People benefit from trees and forests in countless ways. They purify our air, lower energy bills, are a source for jobs and more. We want all people, including those in under-resourced communities, to benefit from trees.
Forests are key to addressing our global biodiversity crisis. They provide habitat for 80 percent of terrestrial-based wildlife.
Forests provide us with a steady and high quality supply of water. More than half our drinking water comes from the rivers and streams that run through forests.
Deforestation, climate change and urban development. These are some of the threats to forests. Here are just a few of the startling numbers related to the threats:
- Our forests are burning more frequently and at a larger scale. In California, alone, more than 162 million trees have died since 2010, largely because of wildfires triggered by drought and other climate change-related stressors.
- A 10-fold increase in heat-related deaths is expected across eastern U.S. cities by 2050, partly due to “heat islands” that form in treeless city neighborhoods.

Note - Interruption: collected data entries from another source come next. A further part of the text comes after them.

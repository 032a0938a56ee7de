//! Defines some common functions used in this library.

/// Defines some useful functions such as confidence weight calculation.
pub mod utils;

/// Defines some checker functions.
pub(crate) mod checker;
use colored::Colorize;

use crate::{
    Booster,
    Classifier,
    Dataset,
    Result,
    RoundReport,
    Sample,
    WeakLearner,
};

use std::fs::File;
use std::io::prelude::*;
use std::io::BufWriter;
use std::path::{Path, PathBuf};
use std::time::Instant;

const DEFAULT_ROUND: usize = 100;
const WIDTH: usize = 8;
const PREC_WIDTH: usize = 5;
const FULL_WIDTH: usize = 60;
const STAT_WIDTH: usize = (FULL_WIDTH - 4) / 2;
const HEADER: &str = "Round,WeightedError,Confidence,\
                      WeakAccuracy,TrainAccuracy,TestAccuracy,Time\n";


/// Implementing this trait allows you to use [`Logger`] to
/// log algorithm's behavor.
pub trait CurrentHypothesis {
    /// The combined hypothesis at the current state.
    type Output;

    /// Returns the combined hypothesis at current state.
    fn current_hypothesis(&self) -> Self::Output;

    /// Returns the statistics of the last round, if any.
    fn last_report(&self) -> Option<&RoundReport>;
}


/// Struct `Logger` runs a boosting algorithm
/// and reports the weighted error, the confidence weight,
/// the train/test accuracy, and the running time
/// of each round.
///
/// The report goes to the standard output
/// every [`Logger::print_every`] rounds,
/// and to a CSV file for every round if [`Logger::log_file`] is set.
///
/// ```no_run
/// use weakboost::prelude::*;
/// use weakboost::research::Logger;
///
/// let train = Sample::from_rows(&[[0.0], [1.0]], &[0, 1], 2).unwrap();
/// let booster = AdaBoost::init(&train).unwrap().max_rounds(10);
/// let f = Logger::new(booster, DecisionStump::init())
///     .test_sample(&train)
///     .print_every(1)
///     .log_file("adaboost.csv")
///     .run()
///     .unwrap();
/// ```
pub struct Logger<'a, B, W, D: ?Sized = Sample> {
    booster: B,
    weak_learner: W,
    test: Option<&'a D>,
    round: usize,
    log_file: Option<PathBuf>,
}


impl<'a, B, W, D> Logger<'a, B, W, D>
    where D: ?Sized,
{
    /// Create a new instance of `Logger`.
    pub fn new(booster: B, weak_learner: W) -> Self {
        Self {
            booster,
            weak_learner,
            test: None,
            round: DEFAULT_ROUND,
            log_file: None,
        }
    }


    /// Set the test sample.
    /// The test accuracy is reported only if a test sample is set.
    pub fn test_sample(mut self, test: &'a D) -> Self {
        self.test = Some(test);
        self
    }


    /// Set the interval to print the current status.
    /// By default, the method `run` prints its status every `100` rounds.
    /// If you don't want to print the log,
    /// set `usize::MAX` (or `0`).
    #[inline(always)]
    pub fn print_every(mut self, round: usize) -> Self {
        self.round = round;
        self
    }


    /// Write the statistics of every round to `path` as CSV.
    pub fn log_file<P: AsRef<Path>>(mut self, path: P) -> Self {
        self.log_file = Some(path.as_ref().to_path_buf());
        self
    }


    /// Returns the boosting algorithm.
    pub fn booster(&self) -> &B {
        &self.booster
    }


    /// Consumes `self` and returns the boosting algorithm.
    pub fn into_booster(self) -> B {
        self.booster
    }


    #[inline(always)]
    fn is_silent(&self) -> bool {
        self.round == 0 || self.round == usize::MAX
    }
}


impl<H, B, W, D, O, S> Logger<'_, B, W, D>
    where B: Booster<H, Output = O> + CurrentHypothesis<Output = S>,
          S: Classifier,
          W: WeakLearner<Hypothesis = H>,
          D: Dataset + ?Sized,
{
    #[inline(always)]
    fn print_log_header(&self) {
        println!(
            "      {:>WIDTH$}\t{:>WIDTH$}\t{:>WIDTH$}\t{:>WIDTH$}\t{:>WIDTH$}\t{:>WIDTH$}",
            "".bold().red(),
            "WEIGHTED".bold().blue(),
            "CONF.".bold().purple(),
            "TRAIN".bold().green(),
            "TEST".bold().yellow(),
            "ACC.".bold().cyan(),
        );
        println!(
            "      {:>WIDTH$}\t{:>WIDTH$}\t{:>WIDTH$}\t{:>WIDTH$}\t{:>WIDTH$}\t{:>WIDTH$}\n",
            "ROUND".bold().red(),
            "ERROR".bold().blue(),
            "WEIGHT".bold().purple(),
            "ACC.".bold().green(),
            "ACC.".bold().yellow(),
            "TIME".bold().cyan(),
        );
    }


    /// print current settings.
    #[inline(always)]
    fn print_stats(&self) {
        let header = format!(
            "{:=>FULL_WIDTH$}\n{:^FULL_WIDTH$}\n{:->FULL_WIDTH$}",
            "", "STATS".bold(), "",
        );
        println!(
            "\n{header}\n\
            + {:<STAT_WIDTH$}\t{:>STAT_WIDTH$}",
            "Booster".bold(),
            self.booster.name().bold().green(),
        );
        if let Some(info) = self.booster.info() {
            println!("{}", info_lines(info));
        }

        println!(
            "+ {:<STAT_WIDTH$}\t{:>STAT_WIDTH$}",
            "Weak Learner".bold(),
            self.weak_learner.name().bold().green(),
        );
        if let Some(info) = self.weak_learner.info() {
            println!("{}", info_lines(info));
        }

        let test = match self.test {
            Some(test) => format!("{} examples", test.n_examples()),
            None => "Nothing".into(),
        };
        println!(
            "\
            + {:<STAT_WIDTH$}\t{:>STAT_WIDTH$}\n\
            {:=^FULL_WIDTH$}\n\
            ",
            "Test Sample".bold(),
            test.bold().green(),
            "".bold(),
        );
    }


    #[inline(always)]
    fn print_round(
        &self,
        tag: colored::ColoredString,
        report: &RoundReport,
        test: f64,
        time_acc: u128,
    )
    {
        println!(
            "{} {}\t{}\t{}\t{}\t{}\t{}",
            tag,
            format!("{:>WIDTH$}", report.round + 1).red(),
            format!("{:>WIDTH$.PREC_WIDTH$}", report.weighted_error).blue(),
            format!("{:>WIDTH$.PREC_WIDTH$}", report.confidence).purple(),
            format!("{:>WIDTH$.PREC_WIDTH$}", report.ensemble_accuracy)
                .green(),
            format!("{:>WIDTH$.PREC_WIDTH$}", test).yellow(),
            time_format(time_acc).bold().cyan(),
        );
    }


    /// Run the given boosting algorithm with logging.
    /// Note that this method is almost the same as `Booster::run`.
    /// This method measures running time per iteration.
    pub fn run(&mut self) -> Result<O> {
        let mut file = match self.log_file.as_ref() {
            Some(path) => {
                let mut file = BufWriter::new(File::create(path)?);
                file.write_all(HEADER.as_bytes())?;
                Some(file)
            },
            None => None,
        };

        // ---------------------------------------------------------------------
        // Pre-processing
        self.booster.preprocess()?;
        if !self.is_silent() {
            self.print_stats();
            self.print_log_header();
        }


        // Cumulative time
        let mut time_acc = 0;

        // Statistics of the latest round with a new hypothesis.
        let mut last: Option<(RoundReport, f64)> = None;

        // ---------------------------------------------------------------------
        // Boosting step
        for iter in 1.. {
            // Start measuring time
            let now = Instant::now();

            let flow = self.booster.boost(&self.weak_learner, iter)?;

            // Stop measuring and convert `Duration` to Milliseconds.
            let time = now.elapsed().as_millis();

            // Update the cumulative time
            time_acc += time;

            // `boost` returns `Break` without a new hypothesis
            // once the round limit is exceeded.
            let fresh = self.booster.last_report()
                .filter(|report| report.round + 1 == iter)
                .copied();

            if let Some(report) = fresh {
                let test = match self.test {
                    Some(test) => {
                        self.booster.current_hypothesis().accuracy(test)
                    },
                    None => f64::NAN,
                };

                if let Some(file) = file.as_mut() {
                    let test = if test.is_nan() {
                        String::new()
                    } else {
                        test.to_string()
                    };
                    let line = format!(
                        "{},{},{},{},{},{test},{time_acc}\n",
                        report.round + 1,
                        report.weighted_error,
                        report.confidence,
                        report.weak_accuracy,
                        report.ensemble_accuracy,
                    );
                    file.write_all(line.as_bytes())?;
                }

                if !self.is_silent() && iter % self.round == 0 {
                    self.print_round(
                        "[LOG]".bold().magenta(), &report, test, time_acc
                    );
                }
                last = Some((report, test));
            }

            if flow.is_break() {
                if let (false, Some((report, test))) = (self.is_silent(), last) {
                    self.print_round(
                        "[FIN]".bold().bright_green(), &report, test, time_acc
                    );
                    println!();
                }
                break;
            }
        }

        if let Some(mut file) = file {
            file.flush()?;
        }

        let f = self.booster.postprocess()?;
        Ok(f)
    }
}


fn info_lines(info: Vec<(&str, String)>) -> String {
    info.into_iter()
        .map(|(key, val)| {
            format!(
                "    + {:<STAT_WIDTH$}\t{:>width$}",
                key,
                val.bold().yellow(),
                width = STAT_WIDTH - 8
            )
        })
        .collect::<Vec<_>>()
        .join("\n")
}


pub(crate) fn time_format(millisec: u128) -> String {
    if millisec < 1_000 {
        return format!("  0.{:0>3}s", millisec);
    }
    let sec = millisec / 1_000;
    let millisec = millisec % 1_000;
    if sec < 60 {
        return format!(" {:0>2}.{:0>3}s", sec, millisec);
    }
    let min = sec / 60;
    let sec = sec % 60;
    if min < 60 {
        return format!(" {:0>2}m {:0>2}s", min, sec);
    }
    let hours = min / 60;
    let min = min % 60;
    format!(" {:0>2}h {:0>2}m", hours, min)
}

- By 2071, nearly half of the 204 freshwater basins in the U.S. may not be able to meet the monthly demand for water.
- Worldwide, populations of forest-dependent wildlife species declined 53 percent between 1970 and 2014, on average.
Our approach to reaching our goals, which is shaped by the American Forests Impact Model, is three-pronged:
- In our Innovation Lab, we incubate new tools and scientific research to help solve complicated puzzles and empower the forestry field. For example, our Tree Equity: Career Pathways Initiative has developed new ways to connect graduates from urban forestry job training programs with tree care employers.
- We create place-based partnerships in cities and large, rural landscapes so we can work with others to develop enduring, science-based data and forestry plans that, among other things, include techniques for adapting to climate change. Next, we advocate for local, state and/or federal policies and programs—as well as funding to support them—so we can bring the plans to life. Last, we plant and care for forests so they are healthy and resilient for generations to come. We’ve planted hundreds of millions of trees over the last century and 60 million in the last 30 years alone.
- We build movements that inspire and empower actions—such as the creation of new reforestation policies—at a large scale. The Forest-Climate Working Group, staffed and led by American Forests, is one of our key partners in doing so. It is the nation’s only forest sector coalition on climate change. Also, with the U.S. Forest Service and National Association of Regional Councils, we manage Vibrant Cities Lab, the preeminent online resource for urban forestry research, tools and case studies.